In the sample of people who had died by suicide, 33 percent had sought help for alcohol misuse, and 22 percent for drug misuse, from a general practitioner (GP) at some point in their lives. In the 12 months prior to their death, 24 percent had sought help for alcohol misuse, and 13 percent for drug misuse.
An examination of coroner reports revealed that 52 percent of the sample screened positive for blood alcohol at the time of the suicide. Of those that screened positive, 39 percent were over the legal blood alcohol content (BAC) limit for driving, which the authors took as an indication of intoxication. Of those over the BAC limit for driving, 47 percent had visited a GP for an alcohol-related problem at some point in their life, as had 25 percent of who were not over the limit. Of the 38 percent of the sample who screened positive for drug misuse, 34 percent had sought help for a drug-related problem over their lifetime, as had 24 percent of those who did not screen positive.
Eighty-two percent of the sample had visited a GP during the 12 months prior to their death. Seventy-one percent of those who had consulted a GP had done so for a mental health concern. However, 41 percent of the sample had never been diagnosed with a mental health problem.

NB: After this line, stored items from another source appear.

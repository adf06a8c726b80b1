//! `rdesk import` — mapping guess, preview and apply for one spreadsheet.

use std::fs;
use std::path::{Path, PathBuf};

use clap::{Args, Subcommand};
use serde::Serialize;

use resortdesk_recon::classify::status_counts;
use resortdesk_recon::mapper::resolve;
use resortdesk_recon::normalize::format_cents;
use resortdesk_recon::wire::{ErrorBody, PreviewResponse};
use resortdesk_recon::{
    guess_mapping, ApplyOutcome, ColumnMapping, DecisionEntry, Decisions, Field, Grid, ImportError, KeywordConfig,
    MatchResult, Outcome,
};

use crate::exit_codes::EXIT_ROW_ERRORS;
use crate::{CliError, Context};

#[derive(Subcommand)]
pub enum ImportCommands {
    /// Show which header feeds which field
    #[command(after_help = "\
Examples:
  rdesk import mapping prices.xlsx
  rdesk import mapping prices.csv --json
  rdesk import mapping prices.csv --sale-col 'Tarife'")]
    Mapping {
        /// Spreadsheet (.csv, .tsv, .txt, .xlsx, .xlsm, .xls, .xlsb, .ods)
        file: PathBuf,

        #[command(flatten)]
        columns: ColumnArgs,

        /// Output JSON to stdout instead of a table
        #[arg(long)]
        json: bool,
    },

    /// Classify every row against the catalog without writing anything
    #[command(after_help = "\
Examples:
  rdesk import preview prices.xlsx
  rdesk import preview prices.csv --json
  rdesk import preview prices.csv --output preview.json

Statuses:
  MATCH       same product, prices differ (updated on apply)
  NO_CHANGE   same product, same prices
  UNMATCHED   similar product exists, or row is invalid (skipped unless decided)
  NEW         nothing similar (created on apply unless decided)")]
    Preview {
        file: PathBuf,

        #[command(flatten)]
        columns: ColumnArgs,

        #[command(flatten)]
        output: OutputArgs,
    },

    /// Write the import into the catalog
    #[command(after_help = "\
Examples:
  rdesk import apply prices.xlsx
  rdesk import apply prices.csv --decisions decisions.json --json
  rdesk import apply prices.csv --strict

Decisions file: a JSON array of per-row overrides, e.g.
  [{\"row\": 3, \"action\": \"link\", \"linkProductId\": 2},
   {\"row\": 7, \"action\": \"skip\"}]

Rows are reclassified against the live catalog. Rows without a decision
use the default: NEW rows are created, UNMATCHED rows are skipped.")]
    Apply {
        file: PathBuf,

        #[command(flatten)]
        columns: ColumnArgs,

        /// JSON file with per-row decisions
        #[arg(long, value_name = "FILE")]
        decisions: Option<PathBuf>,

        #[command(flatten)]
        output: OutputArgs,

        /// Exit 7 when any row ends in error
        #[arg(long)]
        strict: bool,
    },
}

/// Per-field header overrides. Set fields win over the guessed mapping.
#[derive(Args, Debug, Default, Clone)]
pub struct ColumnArgs {
    /// Header holding the product name
    #[arg(long, value_name = "HEADER")]
    pub name_col: Option<String>,

    /// Header holding the purchase price
    #[arg(long, value_name = "HEADER")]
    pub purchase_col: Option<String>,

    /// Header holding the sale price
    #[arg(long, value_name = "HEADER")]
    pub sale_col: Option<String>,

    /// Header holding the product group
    #[arg(long, value_name = "HEADER")]
    pub group_col: Option<String>,
}

impl ColumnArgs {
    fn overrides(&self) -> ColumnMapping {
        ColumnMapping {
            name_col: self.name_col.clone(),
            purchase_col: self.purchase_col.clone(),
            sale_col: self.sale_col.clone(),
            group_col: self.group_col.clone(),
        }
    }
}

#[derive(Args, Debug, Default, Clone)]
pub struct OutputArgs {
    /// Output JSON to stdout instead of a table
    #[arg(long)]
    pub json: bool,

    /// Also write the JSON result to a file
    #[arg(long, value_name = "PATH")]
    pub output: Option<PathBuf>,
}

pub fn cmd_import(cmd: ImportCommands, ctx: &Context) -> Result<(), CliError> {
    match cmd {
        ImportCommands::Mapping { file, columns, json } => cmd_mapping(&file, &columns, json, ctx),
        ImportCommands::Preview { file, columns, output } => cmd_preview(&file, &columns, &output, ctx),
        ImportCommands::Apply { file, columns, decisions, output, strict } => {
            cmd_apply(&file, &columns, decisions.as_deref(), &output, strict, ctx)
        }
    }
}

// ============================================================================
// mapping
// ============================================================================

#[derive(Serialize)]
#[serde(rename_all = "camelCase")]
struct MappingReport<'a> {
    file: String,
    headers: &'a [String],
    rows: usize,
    mapping: &'a ColumnMapping,
    unmapped: Vec<Field>,
    complete: bool,
    #[serde(skip_serializing_if = "Option::is_none")]
    error: Option<String>,
}

fn cmd_mapping(file: &Path, columns: &ColumnArgs, json: bool, ctx: &Context) -> Result<(), CliError> {
    let grid = load_grid(file, json)?;
    let mapping = effective_mapping(&grid, columns, &ctx.settings.import.keywords);
    let error = resolve(&mapping, &grid.headers).err().map(|e| e.to_string());

    let report = MappingReport {
        file: file.display().to_string(),
        headers: &grid.headers,
        rows: grid.rows.len(),
        mapping: &mapping,
        unmapped: Field::ALL.into_iter().filter(|f| mapping.get(*f).is_none()).collect(),
        complete: error.is_none(),
        error,
    };

    if json {
        println!("{}", to_json(&report)?);
    } else {
        for field in Field::ALL {
            println!("{:<10} {}", field.to_string(), mapping.get(field).unwrap_or("(not mapped)"));
        }
    }

    eprintln!("{}: {} columns, {} data rows", report.file, grid.headers.len(), report.rows);
    if let Some(err) = &report.error {
        eprintln!("mapping incomplete: {err}");
    }
    Ok(())
}

// ============================================================================
// preview
// ============================================================================

fn cmd_preview(file: &Path, columns: &ColumnArgs, output: &OutputArgs, ctx: &Context) -> Result<(), CliError> {
    let grid = load_grid(file, output.json)?;
    let mapping = effective_mapping(&grid, columns, &ctx.settings.import.keywords);
    let catalog = ctx.open_catalog()?;

    let items = resortdesk_recon::engine::preview(&catalog, &grid, &mapping, &ctx.settings.import)
        .map_err(|e| request_failure(e, output.json))?;

    let response = PreviewResponse { items };
    write_json(&response, output)?;
    if !output.json {
        print_preview(&response.items);
    }

    let counts = status_counts(&response.items)
        .into_iter()
        .map(|(status, n)| format!("{n} {status}"))
        .collect::<Vec<_>>()
        .join(", ");
    eprintln!("preview: {} rows ({counts})", response.items.len());
    Ok(())
}

fn print_preview(items: &[MatchResult]) {
    println!("{:<5} {:<10} {:<28} {:>10} {:>10}  CATALOG", "ROW", "STATUS", "NAME", "PURCHASE", "SALE");
    for item in items {
        let catalog = if let Some(err) = &item.validation_error {
            format!("invalid: {err}")
        } else if let Some(p) = &item.matched_product {
            format!("#{} {} ({:.1})", p.id, p.name, item.similarity.unwrap_or(100.0))
        } else if let Some(p) = &item.suggested_product {
            format!("? #{} {} ({:.1})", p.id, p.name, item.suggested_similarity.unwrap_or(0.0))
        } else {
            String::new()
        };
        println!(
            "{:<5} {:<10} {:<28} {:>10} {:>10}  {}",
            item.row,
            item.status.to_string(),
            clip(&item.name, 28),
            item.purchase_cents.map(format_cents).unwrap_or_default(),
            item.sale_cents.map(format_cents).unwrap_or_default(),
            catalog,
        );
    }
}

// ============================================================================
// apply
// ============================================================================

fn cmd_apply(
    file: &Path,
    columns: &ColumnArgs,
    decisions_file: Option<&Path>,
    output: &OutputArgs,
    strict: bool,
    ctx: &Context,
) -> Result<(), CliError> {
    let grid = load_grid(file, output.json)?;
    let mapping = effective_mapping(&grid, columns, &ctx.settings.import.keywords);
    let decisions = match decisions_file {
        Some(path) => load_decisions(path)?,
        None => Decisions::new(),
    };
    let mut catalog = ctx.open_catalog()?;

    let outcome = resortdesk_recon::engine::apply(&mut catalog, &grid, &mapping, &decisions, &ctx.settings.import)
        .map_err(|e| request_failure(e, output.json))?;

    write_json(&outcome, output)?;
    if !output.json {
        print_outcome(&outcome);
    }

    let s = &outcome.summary;
    eprintln!(
        "import: {} rows, {} matched, {} updated, {} unchanged, {} created, {} errors",
        s.total, s.matched, s.updated, s.unchanged, s.created, s.errors,
    );

    if strict && s.errors > 0 {
        return Err(CliError::new(EXIT_ROW_ERRORS, format!("{} row(s) failed", s.errors))
            .with_hint("successful rows were committed; fix the failed rows and apply again"));
    }
    Ok(())
}

fn print_outcome(outcome: &ApplyOutcome) {
    println!("{:<5} {:<10} {:<10} {:>8}  ERROR", "ROW", "STATUS", "OUTCOME", "PRODUCT");
    for row in &outcome.rows {
        if row.outcome == Outcome::Skipped && row.error.is_none() {
            continue;
        }
        println!(
            "{:<5} {:<10} {:<10} {:>8}  {}",
            row.row,
            row.status.to_string(),
            row.outcome.to_string(),
            row.product_id.map(|id| format!("#{id}")).unwrap_or_default(),
            row.error.as_deref().unwrap_or(""),
        );
    }
}

fn load_decisions(path: &Path) -> Result<Decisions, CliError> {
    let text = fs::read_to_string(path)
        .map_err(|e| CliError::usage(format!("cannot read {}: {e}", path.display())))?;
    let entries: Vec<DecisionEntry> = serde_json::from_str(&text).map_err(|e| {
        CliError::usage(format!("invalid decisions file {}: {e}", path.display()))
            .with_hint("expected a JSON array like [{\"row\": 3, \"action\": \"skip\"}]")
    })?;
    tracing::debug!(count = entries.len(), "decisions loaded");
    Ok(Decisions::from_entries(&entries))
}

// ============================================================================
// shared
// ============================================================================

fn load_grid(file: &Path, json: bool) -> Result<Grid, CliError> {
    resortdesk_io::read_grid(file).map_err(|e| request_failure(ImportError::from(e), json))
}

/// Whole-request failure. Under `--json` stdout still carries one value: the
/// error body.
fn request_failure(err: ImportError, json: bool) -> CliError {
    if json {
        match to_json(&ErrorBody::from(&err)) {
            Ok(body) => println!("{body}"),
            Err(e) => tracing::warn!(error = %e.message, "cannot render error body"),
        }
    }
    CliError::from(err)
}

/// Guessed mapping with the operator's overrides on top.
///
/// Overrides naming a header that is not in the file are kept so the
/// preview/apply step reports them instead of silently guessing.
fn effective_mapping(grid: &Grid, columns: &ColumnArgs, keywords: &KeywordConfig) -> ColumnMapping {
    let overrides = columns.overrides();
    guess_mapping(&grid.headers, Some(&overrides), keywords)
        .mapping
        .overlay(&overrides)
}

fn to_json<T: Serialize>(value: &T) -> Result<String, CliError> {
    serde_json::to_string_pretty(value).map_err(|e| CliError::io(format!("JSON serialization error: {e}")))
}

fn write_json<T: Serialize>(value: &T, output: &OutputArgs) -> Result<(), CliError> {
    let json = to_json(value)?;
    if let Some(path) = &output.output {
        fs::write(path, &json).map_err(|e| CliError::io(format!("cannot write {}: {e}", path.display())))?;
        eprintln!("wrote {}", path.display());
    }
    if output.json {
        println!("{json}");
    }
    Ok(())
}

pub fn clip(s: &str, width: usize) -> String {
    if s.chars().count() <= width {
        return s.to_string();
    }
    let mut out: String = s.chars().take(width.saturating_sub(1)).collect();
    out.push('…');
    out
}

The authors also found that “people with a recorded history of help-seeking for drug misuse…were more likely to be screened” and people who died by drug overdoses were more likely to be screened for alcohol and drugs during the coroner’s inquest. The likelihood of toxicology screening decreased with age, although there was no difference in the rate of positive screens by age.
Galway, K., Gossrau-Breen, D., Mallon, S., Hughes, L., Rosato, M., Rondon-Sulbaran, J., & Leavey, G. (2015). Substance misuse in life and death in a 2-year cohort of suicides. British Journal of Psychiatry, 208(3), 292-297.